题意
承接这题:
\(\sum\limits_{d=1}^{n}d*\sum\limits_{x=1}^{\frac{n}{d}}x^2*\mu(x)(\sum\limits_{i=1}^{\frac{n}{d*x}}i)(\sum\limits_{j=1}^{\frac{m}{d*x}}j)\)
设\(T=d*x\),\(sum(x)=\sum\limits_{i=1}^{n}i\):
\(\sum\limits_{T=1}^{n}sum(\frac{n}{T})*sum(\frac{m}{T})\sum\limits_{d|T}d*\frac{T^2}{d^2}\mu(\frac{T}{d})\)

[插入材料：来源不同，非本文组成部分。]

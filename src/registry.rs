//! Per-run store of [`LabelMonitor`]s keyed by `(label, unit)`.
//!
//! A registry is owned by exactly one [`AggregationEngine`](crate::engine::AggregationEngine)
//! and is only ever grown; there is no removal. Enumeration is ordered by unit, then by
//! label, so two registries holding the same monitors compare equal regardless of the
//! order in which their records arrived.

use crate::metrics::{LabelMonitor, Unit};
use serde::Serialize;
use std::collections::BTreeMap;

#[derive(Debug, Clone, Default, PartialEq, Serialize)]
pub struct MonitorRegistry {
    monitors: BTreeMap<Unit, BTreeMap<String, LabelMonitor>>,
}

impl MonitorRegistry {
    pub fn new() -> Self {
        Self::default()
    }

    /// Return the monitor for `(label, unit)`, creating a zero-valued one on first use.
    pub fn get_or_create(&mut self, label: &str, unit: Unit) -> &mut LabelMonitor {
        self.monitors
            .entry(unit)
            .or_default()
            .entry(label.to_owned())
            .or_insert_with(|| LabelMonitor::new(label, unit))
    }

    pub fn get(&self, label: &str, unit: Unit) -> Option<&LabelMonitor> {
        self.monitors.get(&unit)?.get(label)
    }

    /// Every monitor, ordered by unit then label.
    pub fn all(&self) -> impl Iterator<Item = &LabelMonitor> {
        self.monitors.values().flat_map(|by_label| by_label.values())
    }

    /// Monitors of a single unit, ordered by label.
    pub fn by_unit(&self, unit: Unit) -> impl Iterator<Item = &LabelMonitor> {
        self.monitors
            .get(&unit)
            .into_iter()
            .flat_map(|by_label| by_label.values())
    }

    pub fn len(&self) -> usize {
        self.monitors.values().map(BTreeMap::len).sum()
    }

    pub fn is_empty(&self) -> bool {
        self.len() == 0
    }

    /// Fold every monitor of `other` into this registry.
    ///
    /// Merging is associative and commutative, so registries built from disjoint slices
    /// of a record stream can be reduced in any grouping.
    pub fn merge(&mut self, other: MonitorRegistry) {
        for (unit, by_label) in other.monitors {
            let mine = self.monitors.entry(unit).or_default();
            for (label, monitor) in by_label {
                match mine.get_mut(&label) {
                    Some(existing) => existing.merge(&monitor),
                    None => {
                        mine.insert(label, monitor);
                    }
                }
            }
        }
    }
}

#[cfg(test)]
mod tests {
    use super::*;
    use crate::metrics::{UNIT_EXCEPTION, UNIT_MS};
    use chrono::{TimeZone, Utc};

    #[test]
    fn test_get_or_create_is_lazy_and_stable() {
        let mut registry = MonitorRegistry::new();
        assert!(registry.is_empty());

        let ts = Utc.timestamp_millis_opt(0).unwrap();
        registry.get_or_create("Home", UNIT_MS).update(ts, 12.0);
        registry.get_or_create("Home", UNIT_MS).update(ts, 8.0);
        registry.get_or_create("Home", UNIT_EXCEPTION).update(ts, 1.0);

        assert_eq!(registry.len(), 2);
        assert_eq!(registry.get("Home", UNIT_MS).map(|m| m.hits()), Some(2));
        assert!(registry.get("Login", UNIT_MS).is_none());
    }

    #[test]
    fn test_enumeration_is_ordered() {
        let mut registry = MonitorRegistry::new();
        let ts = Utc.timestamp_millis_opt(0).unwrap();
        for label in ["zeta", "alpha", "mid"] {
            registry.get_or_create(label, UNIT_MS).update(ts, 1.0);
        }
        registry.get_or_create("alpha", UNIT_EXCEPTION).update(ts, 1.0);

        let labels: Vec<_> = registry.by_unit(UNIT_MS).map(|m| m.label.as_str()).collect();
        assert_eq!(labels, vec!["alpha", "mid", "zeta"]);
        assert_eq!(registry.all().count(), 4);
        assert_eq!(registry.by_unit(crate::metrics::UNIT_KB).count(), 0);
    }

    #[test]
    fn test_merge_disjoint_and_overlapping() {
        let ts = Utc.timestamp_millis_opt(0).unwrap();
        let mut left = MonitorRegistry::new();
        let mut right = MonitorRegistry::new();
        left.get_or_create("Home", UNIT_MS).update(ts, 10.0);
        right.get_or_create("Home", UNIT_MS).update(ts, 20.0);
        right.get_or_create("Login", UNIT_MS).update(ts, 30.0);

        left.merge(right);
        assert_eq!(left.len(), 2);
        assert_eq!(left.get("Home", UNIT_MS).map(|m| m.hits()), Some(2));
        assert_eq!(left.get("Login", UNIT_MS).map(|m| m.total()), Some(30.0));
    }

    #[test]
    fn test_merge_is_commutative() {
        let mut a = MonitorRegistry::new();
        let mut b = MonitorRegistry::new();
        for i in 0..20i64 {
            let ts = Utc.timestamp_millis_opt(1_000 + i * 13).unwrap();
            let value = (i * 37 % 500) as f64;
            a.get_or_create("Home", UNIT_MS).update(ts, value);
            b.get_or_create(["Home", "Search"][(i % 2) as usize], UNIT_MS)
                .update(ts, value + 3.0);
        }
        b.get_or_create("Search", UNIT_EXCEPTION)
            .update(Utc.timestamp_millis_opt(5).unwrap(), 1.0);

        let mut ab = a.clone();
        ab.merge(b.clone());
        let mut ba = b;
        ba.merge(a);
        assert_eq!(ab, ba);
    }
}
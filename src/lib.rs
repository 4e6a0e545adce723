//! # JMeter SLA Report Library
//!
//! Turns JMeter result files (JTL XML or CSV) of arbitrary size into a compact HTML
//! report with per-label response time statistics, response time distributions, and
//! bounded samples of error detail.
//!
//! ## Architecture Overview
//!
//! - `record`: the canonical request outcome produced by the format adapters
//! - `parser`: streaming XML and CSV adapters yielding `Result<Record, ParseError>`
//! - `histogram`, `metrics`, `registry`, `error_cache`: the aggregate state
//! - `engine`: single-pass aggregation and failure classification
//! - `ingest`: source discovery and per-file aggregation, optionally in parallel
//! - `results`, `report`: the report model, HTML rendering, and output files
//!
//! ## Usage Example
//!
//! ```rust,no_run
//! use jmeter_sla_report::{open_source, AggregationEngine, SourceFormat};
//! use std::path::Path;
//!
//! fn main() -> anyhow::Result<()> {
//!     let source = open_source(Path::new("results.jtl"), SourceFormat::Xml)?;
//!     let engine = AggregationEngine::aggregate_source(source)?;
//!
//!     if let Some(home) = engine.duration_monitor("Home") {
//!         println!("Home: {} requests, {:.2} ms average", home.hits(), home.mean());
//!     }
//!     Ok(())
//! }
//! ```

/// Command-line interface and run configuration
pub mod cli;

/// Single-pass aggregation of record streams
pub mod engine;

pub mod error_cache;

pub mod histogram;

/// Source discovery and orchestration across files
pub mod ingest;

pub mod logging;

/// Per-(label, unit) running statistics
pub mod metrics;

/// Streaming adapters for JTL XML and CSV result files
pub mod parser;

pub mod record;

pub mod registry;

/// HTML rendering of the report model
pub mod report;

/// Report model, host metadata, and output handling
pub mod results;

pub mod utils;

pub use cli::{Args, InputFormat, ReportConfig, SortColumn};
pub use engine::AggregationEngine;
pub use error_cache::{ErrorCache, ErrorEntry};
pub use histogram::Histogram;
pub use ingest::{IngestError, IngestRunner, IngestSummary};
pub use metrics::{LabelMonitor, Unit, UNIT_EXCEPTION, UNIT_JMETER_ERRORS, UNIT_KB, UNIT_MS};
pub use parser::{open_source, ParseError, RecordSource, SourceFormat};
pub use record::{Record, RecordBuilder};
pub use registry::MonitorRegistry;
pub use results::{ReportModel, ResultsManager, SystemInfo};

/// The current version of the report generator
///
/// Populated from Cargo.toml and shown in the report properties.
pub const VERSION: &str = env!("CARGO_PKG_VERSION");

/// Default configuration values
pub mod defaults {
    /// Sources are aggregated one after another unless `--jobs` says otherwise.
    pub const JOBS: usize = 1;

    pub const REPORT_TITLE: &str = "Load Test Report";

    pub const OUTPUT_FILE: &str = "report.html";
}
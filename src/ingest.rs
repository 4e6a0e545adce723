//! # Source Ingestion
//!
//! Resolves the configured sources into result files and drives them through the
//! aggregation engine.
//!
//! Every file is aggregated on its own [`AggregationEngine`]. A file that parses to the
//! end is merged into the run's engine in source order; a file that fails is dropped
//! as a whole, and the run either aborts or moves on to the next file depending on
//! `continue_on_error`. With more than one job, files are aggregated on a rayon pool
//! and merged afterwards, which yields the same result as the sequential path.

use crate::cli::{InputFormat, ReportConfig};
use crate::engine::AggregationEngine;
use crate::parser::{open_source, ParseError, SourceFormat};
use rayon::prelude::*;
use serde::Serialize;
use std::path::{Path, PathBuf};
use std::time::Instant;
use thiserror::Error;
use tracing::{debug, error, info, warn};

/// Errors that end a run
#[derive(Debug, Error)]
pub enum IngestError {
    #[error("no source files found in {0:?}")]
    NoSources(Vec<PathBuf>),

    #[error("the following JMeter result file was not found: {0}")]
    SourceNotFound(PathBuf),

    #[error("failed to list directory {path}: {source}")]
    Directory {
        path: PathBuf,
        #[source]
        source: std::io::Error,
    },

    #[error("failed to parse {path}: {source}")]
    Source {
        path: PathBuf,
        #[source]
        source: ParseError,
    },

    #[error("failed to build worker pool: {0}")]
    Pool(#[from] rayon::ThreadPoolBuildError),
}

/// Outcome of a single source
#[derive(Debug, Clone, Serialize)]
pub struct SourceReport {
    pub path: PathBuf,
    pub format: SourceFormat,
    pub records: u64,
    pub error: Option<String>,
}

/// Outcome of all sources of a run
#[derive(Debug, Clone, Default, Serialize)]
pub struct IngestSummary {
    pub sources: Vec<SourceReport>,
    pub records: u64,
    pub elapsed_ms: u128,
}

impl IngestSummary {
    pub fn failed_sources(&self) -> usize {
        self.sources.iter().filter(|s| s.error.is_some()).count()
    }
}

/// Expand directories into their `*.jtl` and `*.csv` files.
///
/// Files are taken as given; directory listings are sorted by file name so runs are
/// reproducible.
pub fn discover_sources(paths: &[PathBuf]) -> Result<Vec<PathBuf>, IngestError> {
    let mut result = Vec::new();

    for path in paths {
        if path.is_file() {
            result.push(path.clone());
        } else if path.is_dir() {
            let listing = std::fs::read_dir(path).map_err(|source| IngestError::Directory {
                path: path.clone(),
                source,
            })?;
            let mut found: Vec<PathBuf> = listing
                .filter_map(|entry| entry.ok().map(|e| e.path()))
                .filter(|candidate| candidate.is_file() && is_result_file(candidate))
                .collect();
            found.sort();
            debug!("Found {} result file(s) in {:?}", found.len(), path);
            result.extend(found);
        } else {
            return Err(IngestError::SourceNotFound(path.clone()));
        }
    }

    if result.is_empty() {
        return Err(IngestError::NoSources(paths.to_vec()));
    }
    Ok(result)
}

fn is_result_file(path: &Path) -> bool {
    path.extension()
        .and_then(|ext| ext.to_str())
        .map(|ext| ext.eq_ignore_ascii_case("jtl") || ext.eq_ignore_ascii_case("csv"))
        .unwrap_or(false)
}

/// Aggregate one file on a fresh engine.
pub fn aggregate_file(path: &Path, format: SourceFormat) -> Result<AggregationEngine, ParseError> {
    let started = Instant::now();
    let engine = AggregationEngine::aggregate_source(open_source(path, format)?)?;
    debug!(
        "Aggregated {} record(s) from {:?} in {:?}",
        engine.records(),
        path,
        started.elapsed()
    );
    Ok(engine)
}

/// Drives configured sources into a single engine
pub struct IngestRunner {
    sources: Vec<PathBuf>,
    format: InputFormat,
    continue_on_error: bool,
    jobs: usize,
}

impl IngestRunner {
    pub fn new(sources: Vec<PathBuf>, config: &ReportConfig) -> Self {
        Self {
            sources,
            format: config.format,
            continue_on_error: config.continue_on_error,
            jobs: config.jobs,
        }
    }

    /// Aggregate every source and merge the results in source order.
    pub fn run(&self) -> Result<(AggregationEngine, IngestSummary), IngestError> {
        let started = Instant::now();
        let mut engine = AggregationEngine::new();
        let mut summary = IngestSummary::default();

        if self.jobs > 1 && self.sources.len() > 1 {
            info!(
                "Aggregating {} sources with {} jobs",
                self.sources.len(),
                self.jobs
            );
            let pool = rayon::ThreadPoolBuilder::new()
                .num_threads(self.jobs)
                .build()?;
            let outcomes: Vec<_> = pool.install(|| {
                self.sources
                    .par_iter()
                    .map(|path| {
                        let format = self.format.resolve(path);
                        (path, format, aggregate_file(path, format))
                    })
                    .collect()
            });
            for (path, format, outcome) in outcomes {
                self.absorb(&mut engine, &mut summary, path, format, outcome)?;
            }
        } else {
            for path in &self.sources {
                let format = self.format.resolve(path);
                info!("Processing {:?} as {}", path, format);
                let outcome = aggregate_file(path, format);
                self.absorb(&mut engine, &mut summary, path, format, outcome)?;
            }
        }

        summary.records = engine.records();
        summary.elapsed_ms = started.elapsed().as_millis();
        info!(
            "Aggregated {} record(s) from {} source(s) in {} ms",
            summary.records,
            summary.sources.len() - summary.failed_sources(),
            summary.elapsed_ms
        );
        Ok((engine, summary))
    }

    fn absorb(
        &self,
        engine: &mut AggregationEngine,
        summary: &mut IngestSummary,
        path: &Path,
        format: SourceFormat,
        outcome: Result<AggregationEngine, ParseError>,
    ) -> Result<(), IngestError> {
        match outcome {
            Ok(partial) => {
                summary.sources.push(SourceReport {
                    path: path.to_path_buf(),
                    format,
                    records: partial.records(),
                    error: None,
                });
                engine.merge(partial);
                Ok(())
            }
            Err(source) => {
                error!("Failed to parse {:?}: {}", path, source);
                if !self.continue_on_error {
                    return Err(IngestError::Source {
                        path: path.to_path_buf(),
                        source,
                    });
                }
                warn!("Skipping {:?}, continuing with the next source", path);
                summary.sources.push(SourceReport {
                    path: path.to_path_buf(),
                    format,
                    records: 0,
                    error: Some(source.to_string()),
                });
                Ok(())
            }
        }
    }
}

\(\sum\limits_{T=1}^{n}sum(\frac{n}{T})*sum(\frac{m}{T})T*\sum\limits_{d|T}\frac{T}{d}\mu(\frac{T}{d})\)
\(\sum\limits_{T=1}^{n}sum(\frac{n}{T})*sum(\frac{m}{T})T*\sum\limits_{d|T}d\mu(d)\)
考虑如何求\(f(T)=\sum\limits_{d|T}d\mu(d)\):
这是个积性函数:
证明:
显然有\(f(p^k)=1-p\)。
设\(n=p_1^{c_1}*p_2^{c_2}*...*p_k^{c_k}\)。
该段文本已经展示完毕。